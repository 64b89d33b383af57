//! User-visible failure notifications (the toast seam).

use std::sync::Mutex;

pub trait Notifier: Send + Sync {
    fn error(&self, message: &str);
}

/// Default notifier: failures go to the log at `warn`.
#[derive(Debug, Default)]
pub struct LogNotifier;

impl Notifier for LogNotifier {
    fn error(&self, message: &str) {
        tracing::warn!(%message, "request failed");
    }
}

/// Keeps every message, for hosts that render toasts from a queue.
#[derive(Debug, Default)]
pub struct RecordingNotifier {
    messages: Mutex<Vec<String>>,
}

impl RecordingNotifier {
    pub fn messages(&self) -> Vec<String> {
        self.messages
            .lock()
            .unwrap_or_else(|poisoned| poisoned.into_inner())
            .clone()
    }

    pub fn drain(&self) -> Vec<String> {
        std::mem::take(&mut *self.messages.lock().unwrap_or_else(|poisoned| poisoned.into_inner()))
    }
}

impl Notifier for RecordingNotifier {
    fn error(&self, message: &str) {
        self.messages
            .lock()
            .unwrap_or_else(|poisoned| poisoned.into_inner())
            .push(message.to_string());
    }
}
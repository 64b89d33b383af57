use tokio::net::TcpListener;
use tracing_subscriber::EnvFilter;

#[tokio::main]
async fn main() -> Result<(), std::io::Error> {
    tracing_subscriber::fmt()
        .with_env_filter(EnvFilter::try_from_default_env().unwrap_or_else(|_| EnvFilter::new("info")))
        .init();

    let port = std::env::var("PORT").unwrap_or_else(|_| "3000".to_string());
    let addr = format!("127.0.0.1:{port}");
    let listener = TcpListener::bind(&addr).await?;
    tracing::info!(%addr, "admin backend stand-in listening");
    mock_server::run(listener).await
}
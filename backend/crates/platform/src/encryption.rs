//! Field-Level Encryption for PII at Rest
//!
//! [`FieldCipher`] encrypts individual string attributes (phone numbers,
//! addresses, license identifiers) before they reach storage and decrypts
//! them after they leave it. The cipher is ChaCha20-Poly1305 with a random
//! per-value nonce; ciphertexts are stored as base64(nonce || ciphertext).
//!
//! ## Security
//! - Key material is process-wide configuration, loaded once at startup
//! - The key is zeroized on drop and never appears in Debug output or logs
//! - Absent values stay absent: encrypting `None` is a no-op, not an error

use base64::{Engine, engine::general_purpose};
use chacha20poly1305::aead::Aead;
use chacha20poly1305::{ChaCha20Poly1305, Key, KeyInit, Nonce};
use rand::{RngCore, rngs::OsRng};
use thiserror::Error;
use zeroize::{Zeroize, ZeroizeOnDrop};

/// Key length in bytes (ChaCha20-Poly1305)
pub const FIELD_KEY_LENGTH: usize = 32;

/// Nonce length in bytes, prefixed to each stored ciphertext
const NONCE_LENGTH: usize = 12;

/// Field encryption errors
#[derive(Debug, Error)]
pub enum FieldCipherError {
    /// Key material has the wrong length or encoding
    #[error("Field encryption key must be {FIELD_KEY_LENGTH} bytes")]
    InvalidKey,

    /// Stored value is not valid base64 or is too short to hold a nonce
    #[error("Stored ciphertext is malformed")]
    MalformedCiphertext,

    /// AEAD encryption failed
    #[error("Encryption failed")]
    EncryptionFailed,

    /// Authentication failed (tampered data or wrong key)
    #[error("Decryption failed")]
    DecryptionFailed,

    /// Decrypted bytes were not valid UTF-8
    #[error("Decrypted value is not valid UTF-8")]
    InvalidPlaintext,
}

/// Symmetric cipher key, zeroized on drop
#[derive(Zeroize, ZeroizeOnDrop)]
struct FieldKey([u8; FIELD_KEY_LENGTH]);

/// Symmetric encrypt/decrypt of individual string attributes
///
/// Designed to be shared across request handlers (`Clone` is cheap to avoid:
/// wrap in `Arc` instead); all methods take `&self` and hold no mutable state.
pub struct FieldCipher {
    key: FieldKey,
}

impl FieldCipher {
    /// Create a cipher from raw key bytes
    pub fn new(key: &[u8]) -> Result<Self, FieldCipherError> {
        let key: [u8; FIELD_KEY_LENGTH] =
            key.try_into().map_err(|_| FieldCipherError::InvalidKey)?;
        Ok(Self {
            key: FieldKey(key),
        })
    }

    /// Create a cipher from a base64-encoded key (deployment configuration)
    pub fn from_base64_key(encoded: &str) -> Result<Self, FieldCipherError> {
        let bytes = general_purpose::STANDARD
            .decode(encoded.trim())
            .map_err(|_| FieldCipherError::InvalidKey)?;
        Self::new(&bytes)
    }

    /// Create a cipher with a random key (development / tests)
    pub fn with_random_key() -> Self {
        let mut key = [0u8; FIELD_KEY_LENGTH];
        OsRng.fill_bytes(&mut key);
        Self {
            key: FieldKey(key),
        }
    }

    /// Encrypt a single attribute value
    ///
    /// Every call produces a distinct ciphertext for the same plaintext
    /// (random nonce), so ciphertexts are not comparable for equality.
    pub fn encrypt(&self, plaintext: &str) -> Result<String, FieldCipherError> {
        let cipher = ChaCha20Poly1305::new(Key::from_slice(&self.key.0));

        let mut nonce_bytes = [0u8; NONCE_LENGTH];
        OsRng.fill_bytes(&mut nonce_bytes);
        let nonce = Nonce::from_slice(&nonce_bytes);

        let ciphertext = cipher
            .encrypt(nonce, plaintext.as_bytes())
            .map_err(|_| FieldCipherError::EncryptionFailed)?;

        let mut combined = Vec::with_capacity(NONCE_LENGTH + ciphertext.len());
        combined.extend_from_slice(&nonce_bytes);
        combined.extend_from_slice(&ciphertext);

        Ok(general_purpose::STANDARD.encode(combined))
    }

    /// Decrypt a single attribute value
    pub fn decrypt(&self, stored: &str) -> Result<String, FieldCipherError> {
        let combined = general_purpose::STANDARD
            .decode(stored)
            .map_err(|_| FieldCipherError::MalformedCiphertext)?;

        if combined.len() < NONCE_LENGTH {
            return Err(FieldCipherError::MalformedCiphertext);
        }

        let (nonce_bytes, ciphertext) = combined.split_at(NONCE_LENGTH);
        let cipher = ChaCha20Poly1305::new(Key::from_slice(&self.key.0));

        let plaintext = cipher
            .decrypt(Nonce::from_slice(nonce_bytes), ciphertext)
            .map_err(|_| FieldCipherError::DecryptionFailed)?;

        String::from_utf8(plaintext).map_err(|_| FieldCipherError::InvalidPlaintext)
    }

    /// Encrypt an optional attribute; absence passes through unchanged
    pub fn encrypt_optional(
        &self,
        plaintext: Option<&str>,
    ) -> Result<Option<String>, FieldCipherError> {
        plaintext.map(|p| self.encrypt(p)).transpose()
    }

    /// Decrypt an optional attribute; absence passes through unchanged
    pub fn decrypt_optional(
        &self,
        stored: Option<&str>,
    ) -> Result<Option<String>, FieldCipherError> {
        stored.map(|s| self.decrypt(s)).transpose()
    }
}

impl std::fmt::Debug for FieldCipher {
    fn fmt(&self, f: &mut std::fmt::Formatter<'_>) -> std::fmt::Result {
        f.debug_struct("FieldCipher")
            .field("key", &"[REDACTED]")
            .finish()
    }
}
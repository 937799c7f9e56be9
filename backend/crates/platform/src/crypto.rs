//! Cryptographic Utilities

use base64::{Engine, engine::general_purpose};
use rand::{RngCore, rngs::OsRng};
use sha2::{Digest, Sha256};

/// Generate cryptographically secure random bytes
pub fn random_bytes(len: usize) -> Vec<u8> {
    let mut bytes = vec![0u8; len];
    OsRng.fill_bytes(&mut bytes);
    bytes
}

/// Compute SHA-256 hash
pub fn sha256(data: &[u8]) -> [u8; 32] {
    let mut hasher = Sha256::new();
    hasher.update(data);
    hasher.finalize().into()
}

/// Encode bytes as base64
pub fn to_base64(bytes: &[u8]) -> String {
    general_purpose::STANDARD.encode(bytes)
}

/// Decode base64 to bytes
pub fn from_base64(s: &str) -> Result<Vec<u8>, base64::DecodeError> {
    general_purpose::STANDARD.decode(s)
}

/// Constant-time comparison to prevent timing attacks
pub fn constant_time_eq(a: &[u8], b: &[u8]) -> bool {
    if a.len() != b.len() {
        return false;
    }
    let mut result = 0u8;
    for (x, y) in a.iter().zip(b.iter()) {
        result |= x ^ y;
    }
    result == 0
}
//! Error Kind - Classification of errors
//!
//! Defines the [`ErrorKind`] enum that maps to HTTP status codes.

use serde::Serialize;

/// エラー種別の列挙体
///
/// HTTP ステータスコードに対応するエラー分類を定義します。
/// 各バリアントは RFC 7231/9110 に準拠したステータスコードにマッピングされます。
///
/// ## Notes
/// * `non_exhaustive` - 将来的に列挙子が追加される可能性があることを示す
///
/// ## Examples
/// ```rust
/// use kernel::error::kind::ErrorKind;
///
/// let kind = ErrorKind::Unauthorized;
/// assert_eq!(kind.status_code(), 401);
/// assert_eq!(kind.as_str(), "Unauthorized");
/// ```
#[derive(Debug, Clone, Copy, PartialEq, Eq, Serialize)]
#[serde(rename_all = "SCREAMING_SNAKE_CASE")]
#[non_exhaustive]
pub enum ErrorKind {
    /// 400 - Bad Request: リクエストが不正
    BadRequest,
    /// 401 - Unauthorized: 認証が必要
    Unauthorized,
    /// 403 - Forbidden: アクセス権限なし
    Forbidden,
    /// 404 - Not Found: リソースが見つからない
    NotFound,
    /// 409 - Conflict: 現在の状態と競合
    Conflict,
    /// 422 - Unprocessable Entity: 処理不可能なエンティティ
    UnprocessableEntity,
    /// 500 - Internal Server Error: サーバー内部エラー
    InternalServerError,
    /// 503 - Service Unavailable: サービス利用不可
    ServiceUnavailable,
}

impl ErrorKind {
    /// HTTP ステータスコードを取得
    ///
    /// ## Examples
    /// ```rust
    /// use kernel::error::kind::ErrorKind;
    /// assert_eq!(ErrorKind::BadRequest.status_code(), 400);
    /// assert_eq!(ErrorKind::Conflict.status_code(), 409);
    /// ```
    #[inline]
    pub const fn status_code(&self) -> u16 {
        match self {
            ErrorKind::BadRequest => 400,
            ErrorKind::Unauthorized => 401,
            ErrorKind::Forbidden => 403,
            ErrorKind::NotFound => 404,
            ErrorKind::Conflict => 409,
            ErrorKind::UnprocessableEntity => 422,
            ErrorKind::InternalServerError => 500,
            ErrorKind::ServiceUnavailable => 503,
        }
    }

    /// ユーザー向けの文字列表現を取得
    ///
    /// ## Returns
    /// HTTP ステータスの標準的な理由フレーズ
    #[inline]
    pub const fn as_str(&self) -> &'static str {
        match self {
            ErrorKind::BadRequest => "Bad Request",
            ErrorKind::Unauthorized => "Unauthorized",
            ErrorKind::Forbidden => "Forbidden",
            ErrorKind::NotFound => "Not Found",
            ErrorKind::Conflict => "Conflict",
            ErrorKind::UnprocessableEntity => "Unprocessable Entity",
            ErrorKind::InternalServerError => "Internal Server Error",
            ErrorKind::ServiceUnavailable => "Service Unavailable",
        }
    }

    /// サーバー側のエラーかどうかを判定
    ///
    /// 5xx系のエラーは `true` を返します。
    /// これらのエラーはログに記録すべきです。
    #[inline]
    pub const fn is_server_error(&self) -> bool {
        self.status_code() >= 500
    }

    /// クライアント側のエラーかどうかを判定
    ///
    /// 4xx系のエラーは `true` を返します。
    #[inline]
    pub const fn is_client_error(&self) -> bool {
        let code = self.status_code();
        code >= 400 && code < 500
    }
}

impl std::fmt::Display for ErrorKind {
    fn fmt(&self, f: &mut std::fmt::Formatter<'_>) -> std::fmt::Result {
        write!(f, "{}", self.as_str())
    }
}
//! Federated Identity
//!
//! The external identity provider authenticates the user and hands this
//! subsystem a *verified* identity assertion; everything up to that point
//! (authorization code exchange, provider sessions) is a collaborator
//! concern. [`AssertionVerifier`] is the narrow seam: given the signed
//! assertion string, produce the trusted `{email, subject}` pair or nothing.

use jsonwebtoken::{Algorithm, DecodingKey, Validation, decode};
use serde::Deserialize;

/// Verified identity assertion from an external provider
#[derive(Debug, Clone)]
pub struct FederatedIdentity {
    /// Email attested by the provider
    pub email: String,
    /// Stable subject id at the provider
    pub subject: String,
    /// Display name, when the provider shares one
    pub display_name: Option<String>,
}

/// Turns an incoming signed assertion into a trusted identity
///
/// Implementations must reject anything they cannot positively verify;
/// a `None` here surfaces to the client as a generic credential failure.
pub trait AssertionVerifier: Send + Sync {
    fn verify(&self, assertion: &str) -> Option<FederatedIdentity>;
}

/// Claim set of a gateway-signed identity assertion
#[derive(Debug, Deserialize)]
struct AssertionClaims {
    sub: String,
    email: String,
    #[serde(default)]
    name: Option<String>,
    #[allow(dead_code)]
    exp: i64,
}

/// Verifier for assertions signed by a trusted authentication gateway
///
/// The gateway completes the OAuth2 dance with the upstream provider and
/// re-signs the result with a key shared with this service. Issuer and
/// audience pin the assertion to this deployment.
pub struct SignedAssertionVerifier {
    decoding_key: DecodingKey,
    issuer: String,
    audience: String,
}

impl SignedAssertionVerifier {
    pub fn new(secret: &[u8], issuer: impl Into<String>, audience: impl Into<String>) -> Self {
        Self {
            decoding_key: DecodingKey::from_secret(secret),
            issuer: issuer.into(),
            audience: audience.into(),
        }
    }
}

impl AssertionVerifier for SignedAssertionVerifier {
    fn verify(&self, assertion: &str) -> Option<FederatedIdentity> {
        let mut validation = Validation::new(Algorithm::HS256);
        validation.set_issuer(&[&self.issuer]);
        validation.set_audience(&[&self.audience]);

        let claims = match decode::<AssertionClaims>(assertion, &self.decoding_key, &validation) {
            Ok(data) => data.claims,
            Err(err) => {
                tracing::debug!(error = %err, "Rejected federated assertion");
                return None;
            }
        };

        if claims.email.trim().is_empty() || claims.sub.trim().is_empty() {
            tracing::debug!("Federated assertion missing email or subject");
            return None;
        }

        Some(FederatedIdentity {
            email: claims.email,
            subject: claims.sub,
            display_name: claims.name,
        })
    }
}
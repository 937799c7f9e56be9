//! TOTP Secret Value Object
//!
//! Wraps a TOTP secret for multi-factor authentication.
//! Uses authenticator-app compatible settings: SHA-1, 6 digits, 30 second
//! step, with ±1 step of clock-skew tolerance on verification.

use kernel::error::app_error::{AppError, AppResult};
use serde::{Deserialize, Serialize};
use totp_rs::{Algorithm, Secret, TOTP};

/// TOTP configuration constants
const TOTP_DIGITS: usize = 6;
const TOTP_STEP: u64 = 30;
/// Accept the current step and its immediate neighbors (±30s)
const TOTP_SKEW: u8 = 1;
const TOTP_ISSUER: &str = "VetSecure";

/// TOTP secret for multi-factor authentication
#[derive(Clone, PartialEq, Eq, Serialize, Deserialize)]
pub struct TotpSecret {
    /// Base32-encoded secret
    secret_base32: String,
}

impl std::fmt::Debug for TotpSecret {
    fn fmt(&self, f: &mut std::fmt::Formatter<'_>) -> std::fmt::Result {
        f.debug_struct("TotpSecret")
            .field("secret_base32", &"[REDACTED]")
            .finish()
    }
}

impl TotpSecret {
    /// Generate a new cryptographically random TOTP secret
    pub fn generate() -> Self {
        let secret = Secret::generate_secret();
        Self {
            secret_base32: secret.to_encoded().to_string(),
        }
    }

    /// Create from a base32-encoded string (from storage)
    pub fn from_base32(secret: impl Into<String>) -> AppResult<Self> {
        let secret_str = secret.into();
        // Validate by trying to decode
        Secret::Encoded(secret_str.clone())
            .to_bytes()
            .map_err(|e| AppError::internal(format!("Invalid TOTP secret: {:?}", e)))?;

        Ok(Self {
            secret_base32: secret_str,
        })
    }

    /// Get the base32-encoded secret for storage or manual enrollment
    pub fn as_base32(&self) -> &str {
        &self.secret_base32
    }

    /// Create a TOTP instance labelled with the account's email
    fn to_totp(&self, account_label: &str) -> AppResult<TOTP> {
        let secret = Secret::Encoded(self.secret_base32.clone());

        TOTP::new(
            Algorithm::SHA1,
            TOTP_DIGITS,
            TOTP_SKEW,
            TOTP_STEP,
            secret
                .to_bytes()
                .map_err(|e| AppError::internal(format!("Invalid TOTP secret: {:?}", e)))?,
            Some(TOTP_ISSUER.to_string()),
            account_label.to_string(),
        )
        .map_err(|e| AppError::internal(format!("Failed to create TOTP: {}", e)))
    }

    /// Verify a submitted code against the current time, ±1 step
    pub fn verify(&self, code: &str, account_label: &str) -> AppResult<bool> {
        let totp = self.to_totp(account_label)?;
        Ok(totp.check_current(code).unwrap_or(false))
    }

    /// Verify a submitted code against an explicit Unix timestamp
    ///
    /// Exists so skew behavior is testable without sleeping.
    pub fn verify_at(&self, code: &str, timestamp: u64, account_label: &str) -> AppResult<bool> {
        let totp = self.to_totp(account_label)?;
        Ok(totp.check(code, timestamp))
    }

    /// Generate the code for an explicit Unix timestamp (tests, clients)
    pub fn code_at(&self, timestamp: u64, account_label: &str) -> AppResult<String> {
        let totp = self.to_totp(account_label)?;
        Ok(totp.generate(timestamp))
    }

    /// Generate the current code
    pub fn current_code(&self, account_label: &str) -> AppResult<String> {
        let totp = self.to_totp(account_label)?;
        totp.generate_current()
            .map_err(|e| AppError::internal(format!("Failed to generate TOTP: {}", e)))
    }

    /// The otpauth:// URI for manual enrollment
    pub fn otpauth_url(&self, account_label: &str) -> AppResult<String> {
        let totp = self.to_totp(account_label)?;
        Ok(totp.get_url())
    }

    /// Render the enrollment QR as a base64-encoded PNG
    ///
    /// QR rendering can fail in constrained environments; that failure is
    /// reported as `None` so enrollment continues with the URI + raw secret.
    pub fn qr_png_base64(&self, account_label: &str) -> Option<String> {
        let totp = self.to_totp(account_label).ok()?;
        match totp.get_qr_base64() {
            Ok(png) => Some(png),
            Err(e) => {
                tracing::warn!(error = %e, "QR rendering failed, continuing without image");
                None
            }
        }
    }
}

#[cfg(test)]
mod tests {
    use super::*;

    const LABEL: &str = "test@example.com";

    #[test]
    fn test_generate_produces_base32() {
        let secret = TotpSecret::generate();
        assert!(!secret.as_base32().is_empty());
        // distinct per enrollment
        assert_ne!(secret.as_base32(), TotpSecret::generate().as_base32());
    }

    #[test]
    fn test_verify_current_code() {
        let secret = TotpSecret::generate();
        let code = secret.current_code(LABEL).unwrap();
        assert!(secret.verify(&code, LABEL).unwrap());
        assert!(!secret.verify("000000", LABEL).unwrap());
    }

    #[test]
    fn test_skew_accepts_adjacent_steps_only() {
        let secret = TotpSecret::generate();
        let now: u64 = 1_700_000_010; // fixed reference instant, on a step boundary

        // codes from the previous, current and next step all verify at `now`
        for t in [now - 30, now, now + 30] {
            let code = secret.code_at(t, LABEL).unwrap();
            assert!(
                secret.verify_at(&code, now, LABEL).unwrap(),
                "code at {t} should verify"
            );
        }

        // two steps away must fail
        let stale = secret.code_at(now - 90, LABEL).unwrap();
        assert!(!secret.verify_at(&stale, now, LABEL).unwrap());
        let future = secret.code_at(now + 90, LABEL).unwrap();
        assert!(!secret.verify_at(&future, now, LABEL).unwrap());
    }

    #[test]
    fn test_from_base32_roundtrip() {
        let secret = TotpSecret::generate();
        let restored = TotpSecret::from_base32(secret.as_base32().to_string()).unwrap();
        assert_eq!(secret.as_base32(), restored.as_base32());
    }

    #[test]
    fn test_from_base32_rejects_garbage() {
        assert!(TotpSecret::from_base32("!!invalid!!").is_err());
    }

    #[test]
    fn test_otpauth_url_contains_issuer_and_label() {
        let secret = TotpSecret::generate();
        let url = secret.otpauth_url(LABEL).unwrap();
        assert!(url.starts_with("otpauth://totp/"));
        assert!(url.contains("VetSecure"));
        assert!(url.contains("test%40example.com") || url.contains(LABEL));
    }

    #[test]
    fn test_qr_is_optional_but_usually_present() {
        let secret = TotpSecret::generate();
        // In a normal test environment rendering succeeds
        let qr = secret.qr_png_base64(LABEL);
        assert!(qr.is_some());
        assert!(!qr.unwrap().is_empty());
    }
}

◇ ◇ ◇

Lines containing the word "filename": copy every one of them from the records above.

Answer area>
filename backend/crates/platform/src/encryption.rs
filename backend/crates/platform/src/crypto.rs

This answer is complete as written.